- **TASK BRIEF**
Pull out every line below that holds the word "Phong".

(Saved entries)

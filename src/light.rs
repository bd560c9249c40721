use crate::consts::VACUUM_RI;
use crate::color::Color;
use crate::pattern::Pattern;
use crate::tuple::Tuple4D;

/// A point light.
///
/// Light radiates from a single `position` with color `intensity`.
#[derive(Copy, Clone, Debug, Default, PartialEq)]
pub struct PointLight {
    pub intensity: Color,
    pub position: Tuple4D,
}

impl PointLight {
    /// Creates a point light. `position` is coerced to a point.
    pub fn new(intensity: Color, position: Tuple4D) -> PointLight {
        PointLight {
            intensity,
            position: Tuple4D { w: 1.0, ..position },
        }
    }
}

/// A material record.
///
/// Materials use attributes from the Phong reflection model (ambient,
/// diffuse, specular and shininess), plus the coefficients driving
/// recursive reflection and refraction.
#[derive(Copy, Clone, Debug, PartialEq)]
pub struct Material {
    pub color: Color,
    pub pattern: Option<Pattern>,

    pub ambient: f64,
    pub diffuse: f64,
    pub specular: f64,
    pub shininess: f64,

    pub reflective: f64,
    pub transparency: f64,
    pub refractive_index: f64,
}

impl Default for Material {
    fn default() -> Material {
        Material {
            color: Color::rgb(1.0, 1.0, 1.0),
            pattern: None,

            ambient: 0.1,
            diffuse: 0.9,
            specular: 0.9,
            shininess: 200.0,

            reflective: 0.0,
            transparency: 0.0,
            refractive_index: VACUUM_RI,
        }
    }
}

impl Material {
    /// A glassy material: fully transparent with refractive index 1.5.
    pub fn glass() -> Material {
        Material {
            transparency: 1.0,
            refractive_index: 1.5,
            ..Default::default()
        }
    }

    /// The surface color at a point in the owning shape's object space.
    ///
    /// Falls back to the flat `color` when there is no pattern.
    pub fn color_at(&self, object_point: Tuple4D) -> Color {
        match self.pattern {
            Some(ref pat) => pat.pattern_at_object(object_point),
            None => self.color,
        }
    }
}

/// Calculate the Phong lighting of a point on a surface.
///
/// `point` is the world-space surface point, `object_point` the same point in
/// the shape's object space (used only for pattern lookups). If the point is
/// in a shadow (parameter `in_shadow`), only ambient light is used.
pub fn lighting(m: &Material, light: &PointLight, point: Tuple4D,
    object_point: Tuple4D, eyev: Tuple4D, normalv: Tuple4D, in_shadow: bool)
    -> Color {
    // Combine surface color with light's color
    let effective_color = m.color_at(object_point) * light.intensity;

    // Find direction to light source
    let lightv = (light.position - point).normalize();

    let ambient = effective_color * m.ambient;
    if in_shadow {
        return ambient;
    }

    // The light is on the other side of the surface
    let light_dot_normal = lightv.dot(&normalv);
    if light_dot_normal < 0.0 {
        return ambient;
    }

    let diffuse = effective_color * m.diffuse * light_dot_normal;

    // Specular highlight only when the reflected light points at the eye
    let reflectv = (-lightv).reflect(&normalv);
    let reflect_dot_eye = reflectv.dot(&eyev);
    let specular = if reflect_dot_eye <= 0.0 {
        Color::black()
    } else {
        light.intensity * m.specular * reflect_dot_eye.powf(m.shininess)
    };

    ambient + diffuse + specular
}

#[cfg(test)]
fn light_at(x: f64, y: f64, z: f64) -> PointLight {
    PointLight::new(Color::white(), Tuple4D::point(x, y, z))
}

#[cfg(test)]
fn shade(m: &Material, light: &PointLight, eyev: Tuple4D, in_shadow: bool)
    -> Color {
    let position = Tuple4D::point(0.0, 0.0, 0.0);
    let normalv = Tuple4D::vector(0.0, 0.0, -1.0);
    lighting(m, light, position, position, eyev, normalv, in_shadow)
}

#[test]
fn default_material() {
    let m = Material::default();

    assert_eq!(m.color, Color::white());
    assert_eq!(m.ambient, 0.1);
    assert_eq!(m.diffuse, 0.9);
    assert_eq!(m.specular, 0.9);
    assert_eq!(m.shininess, 200.0);
    assert_eq!(m.reflective, 0.0);
    assert_eq!(m.transparency, 0.0);
    assert_eq!(m.refractive_index, 1.0);
}

#[test]
fn eye_between_light_and_surface() {
    let eyev = Tuple4D::vector(0.0, 0.0, -1.0);
    let res = shade(&Material::default(), &light_at(0.0, 0.0, -10.0), eyev, false);

    assert_eq!(res, Color::rgb(1.9, 1.9, 1.9));
}

#[test]
fn eye_between_light_and_surface_offset_45() {
    let eyev = Tuple4D::vector(0.0, 2.0f64.sqrt() / 2.0, -(2.0f64.sqrt()) / 2.0);
    let res = shade(&Material::default(), &light_at(0.0, 0.0, -10.0), eyev, false);

    assert_eq!(res, Color::rgb(1.0, 1.0, 1.0));
}

#[test]
fn eye_opposite_surface_light_offset_45() {
    let eyev = Tuple4D::vector(0.0, 0.0, -1.0);
    let res = shade(&Material::default(), &light_at(0.0, 10.0, -10.0), eyev, false);

    assert_eq!(res, Color::rgb(0.7364, 0.7364, 0.7364));
}

#[test]
fn eye_in_path_of_reflection() {
    let eyev = Tuple4D::vector(0., -(2.0f64.sqrt())/2., -(2.0f64.sqrt())/2.);
    let res = shade(&Material::default(), &light_at(0.0, 10.0, -10.0), eyev, false);

    assert_eq!(res, Color::rgb(1.6364, 1.6364, 1.6364));
}

#[test]
fn light_behind_surface() {
    let eyev = Tuple4D::vector(0.0, 0.0, -1.0);
    let res = shade(&Material::default(), &light_at(0.0, 0.0, 10.0), eyev, false);

    assert_eq!(res, Color::rgb(0.1, 0.1, 0.1));
}

#[test]
fn surface_in_shadow_is_ambient_only() {
    let eyev = Tuple4D::vector(0.0, 0.0, -1.0);
    let res = shade(&Material::default(), &light_at(0.0, 0.0, -10.0), eyev, true);

    assert_eq!(res, Color::rgb(0.1, 0.1, 0.1));
}

#[test]
fn lighting_with_stripe_pattern() {
    // Only ambient light contributes, so the pattern color shows through.
    let m = Material {
        pattern: Some(Pattern::stripe(Color::white(), Color::black())),
        ambient: 1.0,
        diffuse: 0.0,
        specular: 0.0,
        ..Default::default()
    };

    let eyev = Tuple4D::vector(0.0, 0.0, -1.0);
    let normalv = Tuple4D::vector(0.0, 0.0, -1.0);
    let light = light_at(0.0, 0.0, -10.0);

    let p1 = Tuple4D::point(0.9, 0.0, 0.0);
    let p2 = Tuple4D::point(1.1, 0.0, 0.0);
    assert_eq!(lighting(&m, &light, p1, p1, eyev, normalv, false), Color::white());
    assert_eq!(lighting(&m, &light, p2, p2, eyev, normalv, false), Color::black());
}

- **OUTPUT FOR THIS TASK**
/// Materials use attributes from the Phong reflection model (ambient,
/// Calculate the Phong lighting of a point on a surface.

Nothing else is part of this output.